Items from a data source:
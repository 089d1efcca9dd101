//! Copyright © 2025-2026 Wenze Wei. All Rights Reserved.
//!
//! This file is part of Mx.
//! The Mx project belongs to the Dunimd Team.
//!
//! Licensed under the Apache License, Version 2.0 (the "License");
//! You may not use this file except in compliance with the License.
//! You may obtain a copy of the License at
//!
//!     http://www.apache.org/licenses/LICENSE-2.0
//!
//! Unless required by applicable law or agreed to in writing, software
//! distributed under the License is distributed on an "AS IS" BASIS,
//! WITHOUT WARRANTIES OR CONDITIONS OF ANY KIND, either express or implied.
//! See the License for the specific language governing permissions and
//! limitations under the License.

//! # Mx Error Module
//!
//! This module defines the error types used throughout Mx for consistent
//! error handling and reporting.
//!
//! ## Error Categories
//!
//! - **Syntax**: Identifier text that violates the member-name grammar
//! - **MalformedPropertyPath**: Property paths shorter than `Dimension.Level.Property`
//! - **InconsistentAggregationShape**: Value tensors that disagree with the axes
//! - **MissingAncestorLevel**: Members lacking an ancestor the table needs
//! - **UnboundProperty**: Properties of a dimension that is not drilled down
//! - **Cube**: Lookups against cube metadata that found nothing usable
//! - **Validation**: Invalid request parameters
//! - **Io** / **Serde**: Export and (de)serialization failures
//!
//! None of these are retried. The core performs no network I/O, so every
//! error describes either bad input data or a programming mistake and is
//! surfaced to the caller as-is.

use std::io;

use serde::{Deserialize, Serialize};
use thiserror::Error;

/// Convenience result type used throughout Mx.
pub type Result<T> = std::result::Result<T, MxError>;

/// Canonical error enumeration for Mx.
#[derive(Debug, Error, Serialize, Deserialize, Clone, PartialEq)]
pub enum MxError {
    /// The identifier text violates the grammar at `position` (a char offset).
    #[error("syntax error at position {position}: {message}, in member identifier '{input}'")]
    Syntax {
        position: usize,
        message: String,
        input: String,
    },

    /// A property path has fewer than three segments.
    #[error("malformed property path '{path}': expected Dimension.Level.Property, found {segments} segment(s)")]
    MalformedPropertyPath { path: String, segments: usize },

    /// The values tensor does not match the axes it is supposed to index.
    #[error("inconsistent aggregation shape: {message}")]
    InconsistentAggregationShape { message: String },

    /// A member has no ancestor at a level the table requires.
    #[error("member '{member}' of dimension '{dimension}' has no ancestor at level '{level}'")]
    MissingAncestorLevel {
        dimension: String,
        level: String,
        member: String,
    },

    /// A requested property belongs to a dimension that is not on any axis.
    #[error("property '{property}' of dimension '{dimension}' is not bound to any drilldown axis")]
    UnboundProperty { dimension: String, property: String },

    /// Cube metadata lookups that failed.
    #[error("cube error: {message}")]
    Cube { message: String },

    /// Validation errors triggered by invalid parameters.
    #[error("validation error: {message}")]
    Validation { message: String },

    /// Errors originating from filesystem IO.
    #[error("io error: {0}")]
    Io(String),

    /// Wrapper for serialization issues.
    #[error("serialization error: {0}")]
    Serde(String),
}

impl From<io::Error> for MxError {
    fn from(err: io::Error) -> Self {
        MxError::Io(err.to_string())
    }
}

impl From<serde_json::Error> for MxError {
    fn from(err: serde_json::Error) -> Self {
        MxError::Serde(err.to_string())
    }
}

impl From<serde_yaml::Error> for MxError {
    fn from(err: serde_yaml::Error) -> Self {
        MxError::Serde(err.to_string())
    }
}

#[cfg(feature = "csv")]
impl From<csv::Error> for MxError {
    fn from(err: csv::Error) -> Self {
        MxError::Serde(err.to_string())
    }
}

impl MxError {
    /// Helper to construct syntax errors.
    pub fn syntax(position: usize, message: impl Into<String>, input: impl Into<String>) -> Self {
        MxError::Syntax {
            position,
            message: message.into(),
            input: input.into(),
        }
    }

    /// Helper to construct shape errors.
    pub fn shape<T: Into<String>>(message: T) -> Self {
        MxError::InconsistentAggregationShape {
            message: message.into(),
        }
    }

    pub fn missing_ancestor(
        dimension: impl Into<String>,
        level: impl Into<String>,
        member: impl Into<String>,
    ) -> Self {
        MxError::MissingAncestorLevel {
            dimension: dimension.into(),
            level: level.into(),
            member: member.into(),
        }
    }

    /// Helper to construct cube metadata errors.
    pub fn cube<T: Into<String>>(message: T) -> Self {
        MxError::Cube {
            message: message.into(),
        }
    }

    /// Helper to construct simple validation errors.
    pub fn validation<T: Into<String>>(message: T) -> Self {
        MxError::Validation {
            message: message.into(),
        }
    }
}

▶ Task details: For every line above that holds the string "Self", add one to a count; give that count alone.

▶ Exercise output: 9